>>>
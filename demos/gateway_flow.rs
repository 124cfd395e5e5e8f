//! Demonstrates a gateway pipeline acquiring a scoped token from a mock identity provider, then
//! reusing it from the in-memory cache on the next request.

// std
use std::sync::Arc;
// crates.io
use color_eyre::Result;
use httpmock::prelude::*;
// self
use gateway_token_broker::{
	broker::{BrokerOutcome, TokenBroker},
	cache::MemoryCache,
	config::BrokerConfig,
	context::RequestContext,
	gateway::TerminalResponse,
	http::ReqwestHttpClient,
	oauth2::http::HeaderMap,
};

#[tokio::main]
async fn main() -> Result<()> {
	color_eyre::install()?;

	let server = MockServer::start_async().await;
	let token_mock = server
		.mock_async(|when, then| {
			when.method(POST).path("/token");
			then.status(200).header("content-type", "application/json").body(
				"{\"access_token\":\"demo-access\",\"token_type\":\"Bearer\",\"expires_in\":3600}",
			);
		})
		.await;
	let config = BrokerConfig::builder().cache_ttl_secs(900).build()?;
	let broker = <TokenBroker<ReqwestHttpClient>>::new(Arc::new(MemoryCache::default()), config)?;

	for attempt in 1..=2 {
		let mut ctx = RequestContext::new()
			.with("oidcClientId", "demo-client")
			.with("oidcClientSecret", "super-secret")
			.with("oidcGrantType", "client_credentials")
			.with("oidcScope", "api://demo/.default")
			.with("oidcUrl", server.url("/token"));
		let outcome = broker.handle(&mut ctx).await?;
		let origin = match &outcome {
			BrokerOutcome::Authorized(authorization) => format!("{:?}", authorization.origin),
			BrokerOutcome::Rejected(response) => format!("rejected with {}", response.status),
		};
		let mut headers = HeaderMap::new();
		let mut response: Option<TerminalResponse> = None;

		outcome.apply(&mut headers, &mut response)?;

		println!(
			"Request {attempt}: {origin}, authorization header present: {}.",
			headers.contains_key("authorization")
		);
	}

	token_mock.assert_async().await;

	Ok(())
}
<<<
>>>
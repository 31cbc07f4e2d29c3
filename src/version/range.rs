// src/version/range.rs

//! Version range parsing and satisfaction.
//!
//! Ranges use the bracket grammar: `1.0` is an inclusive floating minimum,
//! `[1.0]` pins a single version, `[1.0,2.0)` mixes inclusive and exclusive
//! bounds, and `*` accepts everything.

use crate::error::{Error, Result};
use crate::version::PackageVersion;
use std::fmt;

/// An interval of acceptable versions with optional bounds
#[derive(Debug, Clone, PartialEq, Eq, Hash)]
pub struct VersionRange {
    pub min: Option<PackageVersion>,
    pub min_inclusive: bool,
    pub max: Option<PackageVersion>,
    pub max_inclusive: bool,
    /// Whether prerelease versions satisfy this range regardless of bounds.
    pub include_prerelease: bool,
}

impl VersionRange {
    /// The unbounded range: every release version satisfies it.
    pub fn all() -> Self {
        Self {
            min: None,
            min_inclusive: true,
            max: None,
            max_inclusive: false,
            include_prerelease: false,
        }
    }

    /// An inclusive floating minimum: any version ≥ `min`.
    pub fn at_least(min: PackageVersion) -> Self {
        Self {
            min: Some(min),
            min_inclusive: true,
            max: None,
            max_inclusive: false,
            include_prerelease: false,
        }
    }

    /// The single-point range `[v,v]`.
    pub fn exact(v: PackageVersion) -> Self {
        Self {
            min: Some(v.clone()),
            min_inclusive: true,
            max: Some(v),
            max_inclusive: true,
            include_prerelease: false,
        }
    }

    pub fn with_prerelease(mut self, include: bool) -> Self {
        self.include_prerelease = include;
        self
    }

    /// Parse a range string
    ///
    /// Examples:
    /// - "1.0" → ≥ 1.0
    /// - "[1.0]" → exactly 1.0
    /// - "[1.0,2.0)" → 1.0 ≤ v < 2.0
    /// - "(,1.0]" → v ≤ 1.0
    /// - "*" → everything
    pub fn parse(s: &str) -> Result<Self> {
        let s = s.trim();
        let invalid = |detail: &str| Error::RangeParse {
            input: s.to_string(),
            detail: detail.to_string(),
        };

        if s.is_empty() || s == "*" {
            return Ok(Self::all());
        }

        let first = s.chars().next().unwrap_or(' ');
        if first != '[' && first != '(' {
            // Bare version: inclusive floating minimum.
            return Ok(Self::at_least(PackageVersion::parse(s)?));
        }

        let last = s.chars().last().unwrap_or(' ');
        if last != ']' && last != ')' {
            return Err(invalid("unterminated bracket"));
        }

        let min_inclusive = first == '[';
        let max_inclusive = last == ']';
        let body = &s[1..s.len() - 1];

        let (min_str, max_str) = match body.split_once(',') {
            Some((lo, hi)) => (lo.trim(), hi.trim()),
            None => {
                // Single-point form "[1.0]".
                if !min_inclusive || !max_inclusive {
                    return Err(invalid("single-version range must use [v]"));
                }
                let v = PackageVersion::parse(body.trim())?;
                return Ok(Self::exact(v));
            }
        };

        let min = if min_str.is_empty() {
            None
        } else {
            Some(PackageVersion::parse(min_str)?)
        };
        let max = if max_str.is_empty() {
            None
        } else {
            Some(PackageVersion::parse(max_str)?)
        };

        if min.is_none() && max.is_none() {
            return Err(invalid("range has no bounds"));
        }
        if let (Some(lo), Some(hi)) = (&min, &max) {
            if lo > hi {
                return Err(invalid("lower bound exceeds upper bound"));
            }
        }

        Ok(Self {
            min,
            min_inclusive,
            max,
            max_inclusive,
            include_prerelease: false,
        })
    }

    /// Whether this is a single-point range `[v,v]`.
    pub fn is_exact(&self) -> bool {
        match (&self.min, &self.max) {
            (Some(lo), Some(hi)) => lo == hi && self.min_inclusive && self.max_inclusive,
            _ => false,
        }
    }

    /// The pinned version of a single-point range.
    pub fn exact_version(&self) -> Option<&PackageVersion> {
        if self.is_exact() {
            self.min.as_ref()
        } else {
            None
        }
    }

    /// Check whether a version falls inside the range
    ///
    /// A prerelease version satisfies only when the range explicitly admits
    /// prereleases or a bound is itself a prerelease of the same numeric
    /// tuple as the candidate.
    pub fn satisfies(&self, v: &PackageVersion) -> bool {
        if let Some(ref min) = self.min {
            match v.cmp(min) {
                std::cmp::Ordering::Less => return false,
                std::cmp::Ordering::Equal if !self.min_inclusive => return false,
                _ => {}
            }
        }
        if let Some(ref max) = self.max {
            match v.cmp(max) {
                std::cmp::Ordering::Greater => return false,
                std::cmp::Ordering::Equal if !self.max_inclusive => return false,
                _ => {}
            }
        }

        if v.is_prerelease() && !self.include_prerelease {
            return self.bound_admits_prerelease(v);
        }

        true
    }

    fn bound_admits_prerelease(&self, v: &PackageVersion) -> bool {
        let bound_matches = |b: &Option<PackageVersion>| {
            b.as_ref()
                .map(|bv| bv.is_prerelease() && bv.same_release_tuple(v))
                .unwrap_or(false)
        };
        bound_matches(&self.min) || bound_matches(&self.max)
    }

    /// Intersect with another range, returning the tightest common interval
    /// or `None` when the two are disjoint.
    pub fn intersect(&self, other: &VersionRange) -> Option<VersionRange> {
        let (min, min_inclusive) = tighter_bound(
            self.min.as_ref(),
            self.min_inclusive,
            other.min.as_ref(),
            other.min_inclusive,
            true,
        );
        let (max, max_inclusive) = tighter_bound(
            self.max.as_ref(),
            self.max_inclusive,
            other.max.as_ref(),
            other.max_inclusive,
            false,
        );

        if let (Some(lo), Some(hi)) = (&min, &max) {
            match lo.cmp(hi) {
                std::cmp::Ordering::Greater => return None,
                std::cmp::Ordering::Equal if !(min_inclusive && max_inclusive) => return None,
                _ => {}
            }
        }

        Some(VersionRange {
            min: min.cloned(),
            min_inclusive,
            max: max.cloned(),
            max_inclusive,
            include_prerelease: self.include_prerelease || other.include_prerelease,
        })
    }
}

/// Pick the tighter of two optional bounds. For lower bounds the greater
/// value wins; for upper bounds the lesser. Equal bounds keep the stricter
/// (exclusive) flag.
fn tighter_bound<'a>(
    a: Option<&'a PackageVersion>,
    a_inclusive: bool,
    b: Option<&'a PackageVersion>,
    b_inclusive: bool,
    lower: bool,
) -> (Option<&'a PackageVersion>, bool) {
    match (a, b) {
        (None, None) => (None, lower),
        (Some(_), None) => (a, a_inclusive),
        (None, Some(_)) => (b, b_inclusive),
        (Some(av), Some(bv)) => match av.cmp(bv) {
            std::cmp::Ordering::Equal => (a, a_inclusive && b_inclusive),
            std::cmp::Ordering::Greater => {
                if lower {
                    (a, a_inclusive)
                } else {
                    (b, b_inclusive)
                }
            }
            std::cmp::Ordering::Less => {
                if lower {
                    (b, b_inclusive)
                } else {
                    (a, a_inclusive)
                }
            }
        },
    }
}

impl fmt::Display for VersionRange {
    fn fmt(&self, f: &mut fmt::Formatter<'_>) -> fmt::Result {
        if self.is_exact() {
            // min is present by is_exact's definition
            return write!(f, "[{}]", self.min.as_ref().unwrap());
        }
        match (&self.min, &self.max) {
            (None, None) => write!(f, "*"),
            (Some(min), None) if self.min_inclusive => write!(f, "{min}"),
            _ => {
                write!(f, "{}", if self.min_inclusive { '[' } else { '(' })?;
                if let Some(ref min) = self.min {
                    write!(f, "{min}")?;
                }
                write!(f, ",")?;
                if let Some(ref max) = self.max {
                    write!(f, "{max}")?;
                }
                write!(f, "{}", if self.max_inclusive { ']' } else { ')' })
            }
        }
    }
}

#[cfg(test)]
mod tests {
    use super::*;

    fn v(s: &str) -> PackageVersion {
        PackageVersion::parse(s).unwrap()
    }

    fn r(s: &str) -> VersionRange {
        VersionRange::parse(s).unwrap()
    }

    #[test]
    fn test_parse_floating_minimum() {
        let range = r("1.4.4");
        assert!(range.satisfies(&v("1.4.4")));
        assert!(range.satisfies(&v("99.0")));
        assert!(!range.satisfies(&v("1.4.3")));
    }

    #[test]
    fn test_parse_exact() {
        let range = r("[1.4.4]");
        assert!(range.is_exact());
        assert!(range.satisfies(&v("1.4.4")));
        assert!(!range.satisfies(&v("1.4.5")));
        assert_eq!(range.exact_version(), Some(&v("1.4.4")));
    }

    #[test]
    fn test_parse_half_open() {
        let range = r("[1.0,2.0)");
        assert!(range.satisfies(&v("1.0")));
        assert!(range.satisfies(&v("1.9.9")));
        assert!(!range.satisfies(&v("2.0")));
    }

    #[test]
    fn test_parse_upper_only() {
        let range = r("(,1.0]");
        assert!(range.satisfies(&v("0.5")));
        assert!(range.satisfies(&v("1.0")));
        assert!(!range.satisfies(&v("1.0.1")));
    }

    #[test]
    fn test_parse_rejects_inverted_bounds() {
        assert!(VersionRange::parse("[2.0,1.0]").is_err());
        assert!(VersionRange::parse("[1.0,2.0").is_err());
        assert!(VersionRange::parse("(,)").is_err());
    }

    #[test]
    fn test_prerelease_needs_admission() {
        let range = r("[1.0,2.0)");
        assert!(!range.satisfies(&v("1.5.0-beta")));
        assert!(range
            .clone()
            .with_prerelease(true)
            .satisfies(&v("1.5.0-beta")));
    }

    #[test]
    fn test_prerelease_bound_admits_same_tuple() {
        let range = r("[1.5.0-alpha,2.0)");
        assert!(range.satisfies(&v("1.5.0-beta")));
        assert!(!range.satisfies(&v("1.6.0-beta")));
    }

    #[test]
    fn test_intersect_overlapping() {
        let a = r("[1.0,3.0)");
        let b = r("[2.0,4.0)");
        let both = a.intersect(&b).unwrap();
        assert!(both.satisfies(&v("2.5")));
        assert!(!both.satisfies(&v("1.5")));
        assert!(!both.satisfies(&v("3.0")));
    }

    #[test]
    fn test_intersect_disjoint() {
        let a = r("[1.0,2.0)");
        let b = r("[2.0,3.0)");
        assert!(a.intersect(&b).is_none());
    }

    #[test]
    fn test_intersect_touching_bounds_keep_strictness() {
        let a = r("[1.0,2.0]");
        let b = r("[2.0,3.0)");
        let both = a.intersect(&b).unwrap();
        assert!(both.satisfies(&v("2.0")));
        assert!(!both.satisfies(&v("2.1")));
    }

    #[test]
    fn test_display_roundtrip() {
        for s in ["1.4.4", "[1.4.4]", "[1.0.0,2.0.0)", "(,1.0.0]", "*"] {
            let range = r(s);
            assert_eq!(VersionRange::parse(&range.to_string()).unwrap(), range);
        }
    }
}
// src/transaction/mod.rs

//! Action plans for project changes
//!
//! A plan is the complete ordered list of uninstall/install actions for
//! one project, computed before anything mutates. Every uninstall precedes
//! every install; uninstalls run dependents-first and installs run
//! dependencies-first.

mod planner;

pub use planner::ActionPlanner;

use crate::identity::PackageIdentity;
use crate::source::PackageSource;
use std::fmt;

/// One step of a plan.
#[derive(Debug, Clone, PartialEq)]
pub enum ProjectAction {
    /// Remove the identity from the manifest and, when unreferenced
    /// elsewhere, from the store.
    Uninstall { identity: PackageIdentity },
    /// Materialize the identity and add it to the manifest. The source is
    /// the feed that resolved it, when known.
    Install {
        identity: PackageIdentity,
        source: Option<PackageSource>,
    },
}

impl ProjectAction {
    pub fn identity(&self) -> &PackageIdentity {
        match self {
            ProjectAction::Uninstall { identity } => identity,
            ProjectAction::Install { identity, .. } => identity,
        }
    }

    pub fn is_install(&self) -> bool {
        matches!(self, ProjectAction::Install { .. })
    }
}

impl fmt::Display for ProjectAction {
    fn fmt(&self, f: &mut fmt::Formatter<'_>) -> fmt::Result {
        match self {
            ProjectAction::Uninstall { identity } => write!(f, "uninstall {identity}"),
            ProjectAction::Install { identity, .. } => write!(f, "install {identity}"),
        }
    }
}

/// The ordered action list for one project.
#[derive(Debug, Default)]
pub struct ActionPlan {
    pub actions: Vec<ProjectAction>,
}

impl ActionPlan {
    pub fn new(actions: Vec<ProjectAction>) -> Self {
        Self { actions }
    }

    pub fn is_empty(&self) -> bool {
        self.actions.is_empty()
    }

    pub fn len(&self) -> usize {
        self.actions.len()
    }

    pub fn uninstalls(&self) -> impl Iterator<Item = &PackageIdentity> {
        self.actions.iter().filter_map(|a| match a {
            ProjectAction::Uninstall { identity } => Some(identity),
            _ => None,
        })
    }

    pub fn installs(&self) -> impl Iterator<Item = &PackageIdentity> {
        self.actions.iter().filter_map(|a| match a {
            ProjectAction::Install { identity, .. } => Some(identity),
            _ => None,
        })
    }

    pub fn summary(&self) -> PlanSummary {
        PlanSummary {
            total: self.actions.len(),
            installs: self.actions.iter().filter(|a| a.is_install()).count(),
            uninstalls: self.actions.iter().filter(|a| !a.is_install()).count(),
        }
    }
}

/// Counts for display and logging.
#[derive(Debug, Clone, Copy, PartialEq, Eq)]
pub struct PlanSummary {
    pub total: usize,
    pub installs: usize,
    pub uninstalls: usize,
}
<<<
_EXERCISE BRIEF_: For each line above that carries the word "Iterator", copy it out.

_RESULT_:
    pub fn uninstalls(&self) -> impl Iterator<Item = &PackageIdentity> {
    pub fn installs(&self) -> impl Iterator<Item = &PackageIdentity> {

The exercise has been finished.